Fugitives from justice many of them, and others their associates staying because too puerile and insignificant to be objects of punishment by the clement Government of the United States.

They have betrayed their country; they have been false to every trust; they have shown themselves incapable of defending the State they had seized upon, although they have forced every poor man's child into their service as soldiers for that purpose, while they made their sons and nephews officers.

They cannot protect those whom they have ruined, but have left them to the mercies and assassinations of a chronic mob.

They will not feed those whom they are starving.

Mostly without property themselves, they have plundered, stolen, and destroyed the means of those who had property, leaving children penniless and old age hopeless.

Men of Louisiana, workmen, property-holders, merchants, and citizens of the United States, of whatever nation you have had birth, how long will you uphold these flagrant wrongs and by inaction suffer yourselves to be made the serfs of these leaders?

The United States have sent land and naval forces here to fight and subdue rebellious armies in array against her authority. We find substantially only fugitive masses, runaway property-burners, a whisky-drinking mob, and starving citizens, with their wives and children. It is our duty to call back the first, to punish the second, root out the third, feed and protect the last.

Ready only for war, we had not prepared ourselves to feed the hungry and relieve the distressed with provisions. But to the extent possible within the power of the commanding general it shall be done.

He has captured a quantity of beef and sugar intended for the rebels in the field. A thousand barrels of these stores will be distributed among the deserving poor of this city, from whom the rebels had plundered it, even although some of the food will go to supply the craving wants of the wives and children of those now herding at Camp Moore and elsewhere in arms against the United States.

Capt.

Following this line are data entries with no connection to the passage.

use wordgrid_core::{
    Command, Direction, Effect, EntityKind, Event, Grid, GridSize, Position, RuleTarget, Sentence,
};
use wordgrid_world::{self as world, query, World};

use EntityKind::*;

fn grid(rows: u32, columns: u32, cells: &[(EntityKind, u32, u32)]) -> Grid {
    let mut grid = Grid::new("test", GridSize::new(rows, columns));
    for &(kind, row, column) in cells {
        grid.place(kind, Position::new(row, column))
            .expect("cell lies inside the grid");
    }
    grid
}

fn start(world: &mut World) -> Vec<Event> {
    let mut events = Vec::new();
    world::settle(world, &mut events).expect("turn settles");
    events
}

fn turn(world: &mut World, command: Command) -> Vec<Event> {
    let mut events = Vec::new();
    world::apply(world, command, &mut events);
    world::settle(world, &mut events).expect("turn settles");
    events
}

fn positions_of(world: &World, kind: EntityKind) -> Vec<Position> {
    query::entities(world)
        .iter()
        .filter(|entity| entity.kind() == kind)
        .map(|entity| entity.position())
        .collect()
}

fn layout(world: &World) -> Vec<(EntityKind, Position)> {
    query::entities(world)
        .iter()
        .map(|entity| (entity.kind(), entity.position()))
        .collect()
}

fn sentence(subject: EntityKind, effect: Effect) -> Sentence {
    Sentence::new(subject, RuleTarget::Effect(effect))
}

const BABA_IS_YOU: [(EntityKind, u32, u32); 3] = [(TextBaba, 0, 0), (Is, 0, 1), (You, 0, 2)];

fn with_baba_is_you(rest: &[(EntityKind, u32, u32)]) -> Vec<(EntityKind, u32, u32)> {
    BABA_IS_YOU.iter().chain(rest).copied().collect()
}

#[test]
fn startup_derives_the_player() {
    let mut world = World::new(grid(3, 3, &with_baba_is_you(&[(Baba, 2, 1)])));

    let events = start(&mut world);

    assert_eq!(
        events,
        vec![
            Event::RulesDerived {
                sentences: vec![sentence(Baba, Effect::You)],
            },
            Event::Settled {
                player: Some(Baba),
                game_over: false,
            },
        ]
    );
    assert_eq!(query::player(&world), Some(Baba));
    assert_eq!(query::active_rules(&world).len(), 1);
}

#[test]
fn directional_input_moves_every_player_entity() {
    let mut world = World::new(grid(
        4,
        4,
        &with_baba_is_you(&[(Baba, 2, 1), (Baba, 3, 0), (Rock, 3, 1)]),
    ));
    let _ = start(&mut world);

    let events = turn(&mut world, Command::Right);

    assert_eq!(
        events.first(),
        Some(&Event::PlayerMoved {
            kind: Baba,
            direction: Direction::Right,
            moved: 2,
        })
    );
    assert_eq!(
        positions_of(&world, Baba),
        vec![Position::new(2, 2), Position::new(3, 1)]
    );
    assert_eq!(
        positions_of(&world, Rock),
        vec![Position::new(3, 1)],
        "rocks are not pushable without a sentence"
    );
}

#[test]
fn moving_against_the_boundary_is_a_no_op() {
    let mut world = World::new(grid(3, 3, &with_baba_is_you(&[(Baba, 2, 0)])));
    let _ = start(&mut world);

    let events = turn(&mut world, Command::Left);

    assert_eq!(
        events.first(),
        Some(&Event::PlayerMoved {
            kind: Baba,
            direction: Direction::Left,
            moved: 0,
        })
    );
    assert_eq!(positions_of(&world, Baba), vec![Position::new(2, 0)]);
}

#[test]
fn words_are_always_pushable() {
    let mut world = World::new(grid(
        4,
        4,
        &with_baba_is_you(&[(Baba, 2, 0), (TextRock, 2, 1)]),
    ));
    let _ = start(&mut world);

    let _ = turn(&mut world, Command::Right);

    assert_eq!(positions_of(&world, Baba), vec![Position::new(2, 1)]);
    assert_eq!(positions_of(&world, TextRock), vec![Position::new(2, 2)]);
}

#[test]
fn word_on_the_edge_blocks_the_player() {
    let mut world = World::new(grid(3, 3, &with_baba_is_you(&[(Baba, 1, 1)])));
    let _ = start(&mut world);

    let _ = turn(&mut world, Command::Up);

    assert_eq!(positions_of(&world, Baba), vec![Position::new(1, 1)]);
    assert_eq!(positions_of(&world, Is), vec![Position::new(0, 1)]);
    assert_eq!(query::player(&world), Some(Baba));
}

#[test]
fn pushing_the_operator_out_of_line_breaks_the_sentence() {
    let mut world = World::new(grid(
        4,
        4,
        &[(TextBaba, 1, 0), (Is, 1, 1), (You, 1, 2), (Baba, 2, 1)],
    ));
    let _ = start(&mut world);
    assert_eq!(query::player(&world), Some(Baba));

    let _ = turn(&mut world, Command::Up);

    assert_eq!(positions_of(&world, Baba), vec![Position::new(1, 1)]);
    assert_eq!(positions_of(&world, Is), vec![Position::new(0, 1)]);
    assert_eq!(query::player(&world), None);
    assert!(query::sentences(&world).is_empty());

    let events = turn(&mut world, Command::Down);
    assert!(!events
        .iter()
        .any(|event| matches!(event, Event::PlayerMoved { .. })));
    assert_eq!(positions_of(&world, Baba), vec![Position::new(1, 1)]);
}

#[test]
fn stop_blocks_the_player() {
    let mut world = World::new(grid(
        4,
        4,
        &with_baba_is_you(&[
            (TextWall, 1, 0),
            (Is, 1, 1),
            (Stop, 1, 2),
            (Baba, 3, 0),
            (Wall, 3, 1),
        ]),
    ));
    let _ = start(&mut world);

    let _ = turn(&mut world, Command::Right);

    assert_eq!(positions_of(&world, Baba), vec![Position::new(3, 0)]);
    assert_eq!(positions_of(&world, Wall), vec![Position::new(3, 1)]);
}

fn push_chain(wall_column: u32) -> World {
    World::new(grid(
        6,
        8,
        &with_baba_is_you(&[
            (TextRock, 1, 0),
            (Is, 1, 1),
            (Push, 1, 2),
            (TextWall, 2, 0),
            (Is, 2, 1),
            (Stop, 2, 2),
            (Baba, 4, 0),
            (Rock, 4, 1),
            (Rock, 4, 2),
            (Rock, 4, 3),
            (Wall, 4, wall_column),
        ]),
    ))
}

#[test]
fn blocked_push_chain_does_not_move() {
    let mut world = push_chain(4);
    let _ = start(&mut world);
    let before = layout(&world);

    let _ = turn(&mut world, Command::Right);

    assert_eq!(layout(&world), before);
}

#[test]
fn push_chain_with_room_moves_as_one() {
    let mut world = push_chain(5);
    let _ = start(&mut world);

    let _ = turn(&mut world, Command::Right);

    assert_eq!(positions_of(&world, Baba), vec![Position::new(4, 1)]);
    assert_eq!(
        positions_of(&world, Rock),
        vec![Position::new(4, 2), Position::new(4, 3), Position::new(4, 4)]
    );
    assert_eq!(positions_of(&world, Wall), vec![Position::new(4, 5)]);
}

fn words_against_a_wall(words: &[EntityKind]) -> World {
    let mut cells = with_baba_is_you(&[
        (TextWall, 1, 0),
        (Is, 1, 1),
        (Stop, 1, 2),
        (Baba, 3, 0),
    ]);
    let mut column = 1;
    for &word in words {
        cells.push((word, 3, column));
        column += 1;
    }
    cells.push((Wall, 3, column));
    World::new(grid(5, 5, &cells))
}

#[test]
fn word_pushed_into_a_wall_does_not_move() {
    let mut world = words_against_a_wall(&[TextRock]);
    let _ = start(&mut world);
    let before = layout(&world);

    let _ = turn(&mut world, Command::Right);

    assert_eq!(positions_of(&world, Baba), vec![Position::new(3, 0)]);
    assert_eq!(layout(&world), before);
}

#[test]
fn blocked_chain_of_words_does_not_move() {
    let mut world = words_against_a_wall(&[TextRock, TextFlag]);
    let _ = start(&mut world);
    let before = layout(&world);

    let _ = turn(&mut world, Command::Right);

    assert_eq!(layout(&world), before);
    assert_eq!(query::player(&world), Some(Baba));
}

#[test]
fn kill_removes_the_victim_and_keeps_the_killer() {
    let mut world = World::new(grid(
        5,
        5,
        &with_baba_is_you(&[
            (TextLava, 2, 0),
            (Is, 2, 1),
            (Kill, 2, 2),
            (Baba, 4, 0),
            (Lava, 4, 1),
        ]),
    ));
    let _ = start(&mut world);

    let _ = turn(&mut world, Command::Right);

    assert!(positions_of(&world, Baba).is_empty());
    assert_eq!(positions_of(&world, Lava), vec![Position::new(4, 1)]);
}

#[test]
fn sink_destroys_both_entities() {
    let mut world = World::new(grid(
        5,
        6,
        &with_baba_is_you(&[
            (TextWater, 2, 0),
            (Is, 2, 1),
            (Sink, 2, 2),
            (Baba, 4, 0),
            (Water, 4, 1),
            (Water, 4, 4),
        ]),
    ));
    let _ = start(&mut world);

    let _ = turn(&mut world, Command::Right);

    assert!(positions_of(&world, Baba).is_empty());
    assert_eq!(
        positions_of(&world, Water),
        vec![Position::new(4, 4)],
        "water alone on its cell survives"
    );
}

#[test]
fn killing_the_operator_takes_control_away() {
    let mut world = World::new(grid(
        5,
        5,
        &with_baba_is_you(&[
            (TextLava, 2, 0),
            (Is, 2, 1),
            (Kill, 2, 2),
            (Lava, 0, 1),
            (Baba, 4, 1),
        ]),
    ));

    let _ = start(&mut world);
    assert_eq!(
        positions_of(&world, Is),
        vec![Position::new(2, 1)],
        "lava killed the first operator"
    );
    assert_eq!(query::player(&world), Some(Baba));

    let _ = turn(&mut world, Command::Right);
    assert_eq!(positions_of(&world, Baba), vec![Position::new(4, 2)]);
    assert_eq!(query::player(&world), None);
    assert_eq!(query::sentences(&world), &[sentence(Lava, Effect::Kill)]);

    let events = turn(&mut world, Command::Right);
    assert_eq!(positions_of(&world, Baba), vec![Position::new(4, 2)]);
    assert!(!events
        .iter()
        .any(|event| matches!(event, Event::PlayerMoved { .. })));
}

#[test]
fn reaching_a_win_ends_the_game() {
    let mut world = World::new(grid(
        4,
        4,
        &with_baba_is_you(&[
            (TextFlag, 1, 0),
            (Is, 1, 1),
            (Win, 1, 2),
            (Baba, 3, 0),
            (Flag, 3, 1),
        ]),
    ));
    let _ = start(&mut world);
    assert!(!query::is_game_over(&world));

    let events = turn(&mut world, Command::Right);

    assert!(events.contains(&Event::GameWon));
    assert_eq!(
        events.last(),
        Some(&Event::Settled {
            player: Some(Baba),
            game_over: true,
        })
    );

    let frozen = query::grid(&world).clone();
    let events = turn(&mut world, Command::Left);
    assert_eq!(
        events,
        vec![Event::Settled {
            player: Some(Baba),
            game_over: true,
        }]
    );
    assert_eq!(query::grid(&world), &frozen);

    let _ = turn(&mut world, Command::Reset);
    assert_eq!(query::grid(&world), &frozen, "the finished game is inert");
}

#[test]
fn player_that_is_win_wins_at_once() {
    let mut world = World::new(grid(
        3,
        3,
        &with_baba_is_you(&[(TextBaba, 1, 0), (Is, 1, 1), (Win, 1, 2), (Baba, 2, 2)]),
    ));

    let events = start(&mut world);

    assert!(events.contains(&Event::GameWon));
    assert!(query::is_game_over(&world));
}

#[test]
fn transform_changes_kind_and_reset_restores_it() {
    let initial = grid(
        4,
        4,
        &with_baba_is_you(&[
            (TextRock, 1, 0),
            (Is, 1, 1),
            (TextFlag, 1, 2),
            (Baba, 3, 0),
            (Rock, 3, 3),
        ]),
    );
    let mut world = World::new(initial.clone());
    let _ = start(&mut world);
    assert_eq!(positions_of(&world, Flag), vec![Position::new(3, 3)]);
    assert!(positions_of(&world, Rock).is_empty());

    let _ = turn(&mut world, Command::Right);
    let mut events = Vec::new();
    world::apply(&mut world, Command::Reset, &mut events);

    assert_eq!(events, vec![Event::GridReset]);
    assert_eq!(query::grid(&world), &initial);
}

#[test]
fn sentence_targeting_is_turns_entities_into_words() {
    let mut world = World::new(grid(
        4,
        4,
        &with_baba_is_you(&[
            (TextRock, 1, 0),
            (Is, 1, 1),
            (Is, 1, 2),
            (Rock, 3, 3),
        ]),
    ));

    let _ = start(&mut world);

    assert_eq!(
        query::entities_at(&world, Position::new(3, 3))
            .map(|entity| entity.kind())
            .collect::<Vec<_>>(),
        vec![Is]
    );
}

#[test]
fn save_is_delegated_and_quit_ends_the_game() {
    let mut world = World::new(grid(3, 3, &with_baba_is_you(&[(Baba, 2, 1)])));
    let _ = start(&mut world);
    let before = query::grid(&world).clone();

    let events = turn(&mut world, Command::Save);
    assert_eq!(events.first(), Some(&Event::SaveRequested));
    assert_eq!(query::grid(&world), &before);

    let events = turn(&mut world, Command::Quit);
    assert_eq!(
        events,
        vec![
            Event::QuitRequested,
            Event::Settled {
                player: Some(Baba),
                game_over: true,
            },
        ]
    );
    assert!(query::is_game_over(&world));
}

#[test]
fn none_command_still_runs_a_turn() {
    let mut world = World::new(grid(3, 3, &with_baba_is_you(&[(Baba, 2, 1)])));
    let _ = start(&mut world);

    let events = turn(&mut world, Command::None);

    assert_eq!(
        events,
        vec![
            Event::RulesDerived {
                sentences: vec![sentence(Baba, Effect::You)],
            },
            Event::Settled {
                player: Some(Baba),
                game_over: false,
            },
        ]
    );
    assert_eq!(query::level_name(&world), "test");
    assert_eq!(query::size(&world), GridSize::new(3, 3));
}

John Clark, acting chief commissary of subsistence, will be charged with the execution of this order, and will give public notice of the place and manner of distribution, which will be arranged, as far as possible so that the unworthy and dissolute will not share its benefits.

By command of Major-General Butler:
GEO. C. STRONG,               
Assistant Adjutant-General, Chief of Staff.

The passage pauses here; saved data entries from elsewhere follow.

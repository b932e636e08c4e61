#![deny(
    unsafe_code,
    missing_docs,
    dead_code,
    unused_results,
    non_snake_case,
    unreachable_pub
)]

//! Pure system that reads the sentences spelled out on the grid.

use wordgrid_core::{Direction, Entity, EntityKind, Position, Sentence};

/// Scans every `is` word and appends the sentences it completes to `out`.
///
/// Each `is` is read twice: left to right (subject on its left, target on its
/// right) and top to bottom (subject above, target below). Both readings may
/// contribute. Sentences are appended in entity order, horizontal reading
/// first, and duplicates are kept.
pub fn derive(entities: &[Entity], out: &mut Vec<Sentence>) {
    let first = out.len();
    for operator in entities.iter().filter(|entity| entity.kind() == EntityKind::Is) {
        let cell = operator.position();
        for (before, after) in [
            (Direction::Left, Direction::Right),
            (Direction::Up, Direction::Down),
        ] {
            if let Some(sentence) = read(entities, cell, before, after) {
                out.push(sentence);
            }
        }
    }

    for sentence in &out[first..] {
        log::debug!("derived `{sentence}`");
    }
}

fn read(
    entities: &[Entity],
    operator: Position,
    before: Direction,
    after: Direction,
) -> Option<Sentence> {
    let subject = word_at(entities, operator.offset(before)?, |entity| {
        entity.kind().noun()
    })?;
    let target = word_at(entities, operator.offset(after)?, |entity| {
        entity.kind().rule_target()
    })?;
    Some(Sentence::new(subject, target))
}

fn word_at<T>(
    entities: &[Entity],
    cell: Position,
    meaning: impl Fn(&Entity) -> Option<T>,
) -> Option<T> {
    entities
        .iter()
        .filter(|entity| entity.position() == cell)
        .find_map(meaning)
}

SOURCE: The War of the Rebellion: A Compilation of the Official Records of the Union and Confederate Armies, Series I, Volume 15 (Serial No. 21), p. 425-6

Major-General Benjamin F. Butler: General Orders, No. 29, May 16, 1862

GENERAL ORDERS, No. 29.}
HDQRS. DEPARTMENT OF THE GULF,            
New Orleans, May 16, 1862.

I. It is hereby ordered that neither the city of New Orleans nor the banks thereof exchange their notes, bills, or obligations for Confederate notes, bills, or bonds, nor issue any bill, note, or obligation payable in Confederate notes.

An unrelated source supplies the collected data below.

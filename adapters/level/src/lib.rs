#![deny(
    unsafe_code,
    missing_docs,
    dead_code,
    unused_results,
    non_snake_case,
    unreachable_pub
)]

//! Flat text level files.
//!
//! A level starts with a `<columns> <rows>` header followed by one
//! `<kind> <column> <row>` line per entity. Blank lines are ignored. Saves use
//! the same format, so anything written by [`save`] loads back unchanged.

use std::{
    fmt::Write as _,
    fs, io,
    ops::RangeInclusive,
    path::{Path, PathBuf},
    time::{SystemTime, UNIX_EPOCH},
};

use thiserror::Error;
use wordgrid_core::{EntityKind, Grid, GridSize, OutOfBounds, Position};

/// Largest number of columns or rows a level may declare.
pub const MAX_SIDE: u32 = 1024;

/// Invalid level data.
#[derive(Debug, Error)]
pub enum LevelError {
    /// The level file could not be read.
    #[error("invalid level data: cannot read {path}")]
    Read {
        /// File that failed.
        path: PathBuf,
        /// Underlying failure.
        #[source]
        source: io::Error,
    },
    /// The file holds no header line.
    #[error("invalid level data: missing `<columns> <rows>` header")]
    MissingHeader,
    /// The header is not two integers between 1 and [`MAX_SIDE`].
    #[error("invalid level data: line {line}: malformed header `{text}`")]
    InvalidHeader {
        /// 1-based line number.
        line: usize,
        /// Offending text.
        text: String,
    },
    /// An entity line names no known kind.
    #[error("invalid level data: line {line}: unknown entity `{name}`")]
    UnknownKind {
        /// 1-based line number.
        line: usize,
        /// Unrecognised name.
        name: String,
    },
    /// An entity line lacks a well-formed `<column> <row>` pair.
    #[error("invalid level data: line {line}: malformed entity `{text}`")]
    InvalidPosition {
        /// 1-based line number.
        line: usize,
        /// Offending text.
        text: String,
    },
    /// An entity lies outside the declared grid.
    #[error("invalid level data: line {line}: {source}")]
    OutOfBounds {
        /// 1-based line number.
        line: usize,
        /// Rejected placement.
        #[source]
        source: OutOfBounds,
    },
    /// A save could not be written.
    #[error("cannot write save {path}")]
    Write {
        /// File or directory that failed.
        path: PathBuf,
        /// Underlying failure.
        #[source]
        source: io::Error,
    },
}

/// Loads the level stored at `path`, naming it after the path.
pub fn load(path: impl AsRef<Path>) -> Result<Grid, LevelError> {
    let path = path.as_ref();
    let contents = fs::read_to_string(path).map_err(|source| LevelError::Read {
        path: path.to_path_buf(),
        source,
    })?;
    let grid = parse(path.display().to_string(), &contents)?;
    log::info!(
        "loaded {} ({}, {} entities)",
        path.display(),
        grid.size(),
        grid.entities().len()
    );
    Ok(grid)
}

/// Parses level text into a grid.
pub fn parse(level_name: impl Into<String>, contents: &str) -> Result<Grid, LevelError> {
    let mut lines = contents
        .lines()
        .enumerate()
        .map(|(index, text)| (index + 1, text.trim()))
        .filter(|(_, text)| !text.is_empty());

    let (line, header) = lines.next().ok_or(LevelError::MissingHeader)?;
    let size = parse_header(header).ok_or_else(|| LevelError::InvalidHeader {
        line,
        text: header.to_owned(),
    })?;

    let mut grid = Grid::new(level_name, size);
    for (line, text) in lines {
        let mut fields = text.split_whitespace();
        let name = fields.next().unwrap_or_default();
        let kind = EntityKind::from_name(name).ok_or_else(|| LevelError::UnknownKind {
            line,
            name: name.to_owned(),
        })?;
        let position = parse_position(fields).ok_or_else(|| LevelError::InvalidPosition {
            line,
            text: text.to_owned(),
        })?;
        grid.place(kind, position)
            .map_err(|source| LevelError::OutOfBounds { line, source })?;
    }
    Ok(grid)
}

const SIDES: RangeInclusive<u32> = 1..=MAX_SIDE;

fn parse_header(text: &str) -> Option<GridSize> {
    let mut fields = text.split_whitespace();
    let columns: u32 = fields.next()?.parse().ok()?;
    let rows: u32 = fields.next()?.parse().ok()?;
    if fields.next().is_some() || !SIDES.contains(&columns) || !SIDES.contains(&rows) {
        return None;
    }
    Some(GridSize::new(rows, columns))
}

fn parse_position<'a>(mut fields: impl Iterator<Item = &'a str>) -> Option<Position> {
    let column = fields.next()?.parse().ok()?;
    let row = fields.next()?.parse().ok()?;
    if fields.next().is_some() {
        return None;
    }
    Some(Position::new(row, column))
}

/// Renders a grid in the level file format.
#[must_use]
pub fn encode(grid: &Grid) -> String {
    let size = grid.size();
    let mut out = format!("{} {}\n", size.columns(), size.rows());
    for entity in grid.entities() {
        let position = entity.position();
        let _ = writeln!(
            out,
            "{} {} {}",
            entity.kind(),
            position.column(),
            position.row()
        );
    }
    out
}

/// Writes `grid` to `path`, replacing any existing file.
pub fn save_to(grid: &Grid, path: impl AsRef<Path>) -> Result<(), LevelError> {
    let path = path.as_ref();
    fs::write(path, encode(grid)).map_err(|source| LevelError::Write {
        path: path.to_path_buf(),
        source,
    })
}

/// Writes a timestamped save of `grid` into `dir`, creating it when missing.
///
/// Saves are named `save_<unix-seconds>.txt`; a numeric suffix keeps saves
/// made within the same second apart.
pub fn save(grid: &Grid, dir: impl AsRef<Path>) -> Result<PathBuf, LevelError> {
    let dir = dir.as_ref();
    fs::create_dir_all(dir).map_err(|source| LevelError::Write {
        path: dir.to_path_buf(),
        source,
    })?;

    let seconds = SystemTime::now()
        .duration_since(UNIX_EPOCH)
        .map_or(0, |elapsed| elapsed.as_secs());
    let mut path = dir.join(format!("save_{seconds}.txt"));
    let mut attempt = 1;
    while path.exists() {
        path = dir.join(format!("save_{seconds}_{attempt}.txt"));
        attempt += 1;
    }

    save_to(grid, &path)?;
    log::info!("saved {} to {}", grid.level_name(), path.display());
    Ok(path)
}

II. On the 27th day of May instant all circulation of or trade in Confederate notes and bills will cease within this department; and all sales or transfers of property made on or after that day in consideration of such notes or bills, directly or indirectly, will be void, and the property confiscated to the United States, one-fourth thereof to go to the informer.

By command of Major-General Butler:
 GEO. C. STRONG,              
 Assistant Adjutant-General, Chief of Staff.